* **Assignment**
Read the data and repeat all of it exactly.

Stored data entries
use std::path::{Path, PathBuf};

use log::{info, warn};
use ndarray::ArrayViewD;
use tch::{CModule, Device, Kind, Tensor};

/// A required model could not be located or deserialized. Fatal: the service
/// must not start accepting requests without all three models.
#[derive(Debug, thiserror::Error)]
pub enum ModelLoadError {
    #[error("no model file found from candidates: {0:?}")]
    NoCandidate(Vec<PathBuf>),
    #[error("failed to load model from {path:?}: {source}")]
    Load {
        path: PathBuf,
        source: tch::TchError,
    },
}

/// A model invocation failed or produced output of unexpected shape/range.
/// Recoverable per request: the pipeline run is aborted, nothing is persisted.
#[derive(Debug, thiserror::Error)]
pub enum InferenceError {
    #[error("model error: {0}")]
    Model(#[from] tch::TchError),
    #[error("model returned an empty score vector")]
    EmptyOutput,
    #[error("fused probability {0} outside [0, 1]")]
    ProbabilityOutOfRange(f32),
}

/// Black-box scoring function: a read-only model mapping an input tensor to a
/// flat score vector. Image tensors go to the branch models, the concatenated
/// feature vector to the fusion model.
pub trait Scorer: Send + Sync {
    fn score(&self, input: ArrayViewD<'_, f32>) -> Result<Vec<f32>, InferenceError>;
}

/// TorchScript module held for the process lifetime. Loaded once, never
/// mutated after load, so it is shared without locking.
pub struct TorchModel {
    module: CModule,
    device: Device,
}

impl std::fmt::Debug for TorchModel {
    fn fmt(&self, f: &mut std::fmt::Formatter<'_>) -> std::fmt::Result {
        f.debug_struct("TorchModel")
            .field("device", &self.device)
            .finish_non_exhaustive()
    }
}

impl TorchModel {
    /// Tries `candidates` in priority order: missing paths are skipped, the
    /// first module that loads wins. If every existing candidate fails to
    /// parse, the last load error is propagated; if none existed at all the
    /// error lists the candidates that were tried.
    pub fn load(candidates: &[PathBuf]) -> Result<Self, ModelLoadError> {
        let device = Device::cuda_if_available();
        let mut last_error = None;

        for path in candidates {
            if !path.exists() {
                continue;
            }
            match CModule::load_on_device(path, device) {
                Ok(module) => {
                    info!("loaded model from {}", path.display());
                    return Ok(Self { module, device });
                }
                Err(source) => {
                    warn!("failed to load model candidate {}: {}", path.display(), source);
                    last_error = Some(ModelLoadError::Load {
                        path: path.clone(),
                        source,
                    });
                }
            }
        }

        Err(last_error.unwrap_or_else(|| ModelLoadError::NoCandidate(candidates.to_vec())))
    }
}

impl Scorer for TorchModel {
    fn score(&self, input: ArrayViewD<'_, f32>) -> Result<Vec<f32>, InferenceError> {
        // Single-element batch: prepend a batch dimension of 1.
        let mut shape: Vec<i64> = Vec::with_capacity(input.ndim() + 1);
        shape.push(1);
        shape.extend(input.shape().iter().map(|&d| d as i64));

        let flat: Vec<f32> = input.iter().copied().collect();
        let tensor = Tensor::from_slice(&flat)
            .view(shape.as_slice())
            .to_device(self.device);

        let output = self.module.forward_ts(&[tensor])?;
        let output = output.to_kind(Kind::Float).view([-1]);
        let len = output.size()[0] as usize;
        if len == 0 {
            return Err(InferenceError::EmptyOutput);
        }
        let mut scores = vec![0.0f32; len];
        output.copy_data(&mut scores, len);
        Ok(scores)
    }
}

/// Resolves candidate paths relative to `base` unless already absolute.
pub fn resolve_candidates(base: &Path, candidates: &[PathBuf]) -> Vec<PathBuf> {
    candidates
        .iter()
        .map(|c| {
            if c.is_absolute() {
                c.clone()
            } else {
                base.join(c)
            }
        })
        .collect()
}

* **Reply to the exercise**
use std::path::{Path, PathBuf};

use log::{info, warn};
use ndarray::ArrayViewD;
use tch::{CModule, Device, Kind, Tensor};

/// A required model could not be located or deserialized. Fatal: the service
/// must not start accepting requests without all three models.
#[derive(Debug, thiserror::Error)]
pub enum ModelLoadError {
    #[error("no model file found from candidates: {0:?}")]
    NoCandidate(Vec<PathBuf>),
    #[error("failed to load model from {path:?}: {source}")]
    Load {
        path: PathBuf,
        source: tch::TchError,
    },
}

/// A model invocation failed or produced output of unexpected shape/range.
/// Recoverable per request: the pipeline run is aborted, nothing is persisted.
#[derive(Debug, thiserror::Error)]
pub enum InferenceError {
    #[error("model error: {0}")]
    Model(#[from] tch::TchError),
    #[error("model returned an empty score vector")]
    EmptyOutput,
    #[error("fused probability {0} outside [0, 1]")]
    ProbabilityOutOfRange(f32),
}

/// Black-box scoring function: a read-only model mapping an input tensor to a
/// flat score vector. Image tensors go to the branch models, the concatenated
/// feature vector to the fusion model.
pub trait Scorer: Send + Sync {
    fn score(&self, input: ArrayViewD<'_, f32>) -> Result<Vec<f32>, InferenceError>;
}

/// TorchScript module held for the process lifetime. Loaded once, never
/// mutated after load, so it is shared without locking.
pub struct TorchModel {
    module: CModule,
    device: Device,
}

impl std::fmt::Debug for TorchModel {
    fn fmt(&self, f: &mut std::fmt::Formatter<'_>) -> std::fmt::Result {
        f.debug_struct("TorchModel")
            .field("device", &self.device)
            .finish_non_exhaustive()
    }
}

impl TorchModel {
    /// Tries `candidates` in priority order: missing paths are skipped, the
    /// first module that loads wins. If every existing candidate fails to
    /// parse, the last load error is propagated; if none existed at all the
    /// error lists the candidates that were tried.
    pub fn load(candidates: &[PathBuf]) -> Result<Self, ModelLoadError> {
        let device = Device::cuda_if_available();
        let mut last_error = None;

        for path in candidates {
            if !path.exists() {
                continue;
            }
            match CModule::load_on_device(path, device) {
                Ok(module) => {
                    info!("loaded model from {}", path.display());
                    return Ok(Self { module, device });
                }
                Err(source) => {
                    warn!("failed to load model candidate {}: {}", path.display(), source);
                    last_error = Some(ModelLoadError::Load {
                        path: path.clone(),
                        source,
                    });
                }
            }
        }

        Err(last_error.unwrap_or_else(|| ModelLoadError::NoCandidate(candidates.to_vec())))
    }
}

impl Scorer for TorchModel {
    fn score(&self, input: ArrayViewD<'_, f32>) -> Result<Vec<f32>, InferenceError> {
        // Single-element batch: prepend a batch dimension of 1.
        let mut shape: Vec<i64> = Vec::with_capacity(input.ndim() + 1);
        shape.push(1);
        shape.extend(input.shape().iter().map(|&d| d as i64));

        let flat: Vec<f32> = input.iter().copied().collect();
        let tensor = Tensor::from_slice(&flat)
            .view(shape.as_slice())
            .to_device(self.device);

        let output = self.module.forward_ts(&[tensor])?;
        let output = output.to_kind(Kind::Float).view([-1]);
        let len = output.size()[0] as usize;
        if len == 0 {
            return Err(InferenceError::EmptyOutput);
        }
        let mut scores = vec![0.0f32; len];
        output.copy_data(&mut scores, len);
        Ok(scores)
    }
}

/// Resolves candidate paths relative to `base` unless already absolute.
pub fn resolve_candidates(base: &Path, candidates: &[PathBuf]) -> Vec<PathBuf> {
    candidates
        .iter()
        .map(|c| {
            if c.is_absolute() {
                c.clone()
            } else {
                base.join(c)
            }
        })
        .collect()
}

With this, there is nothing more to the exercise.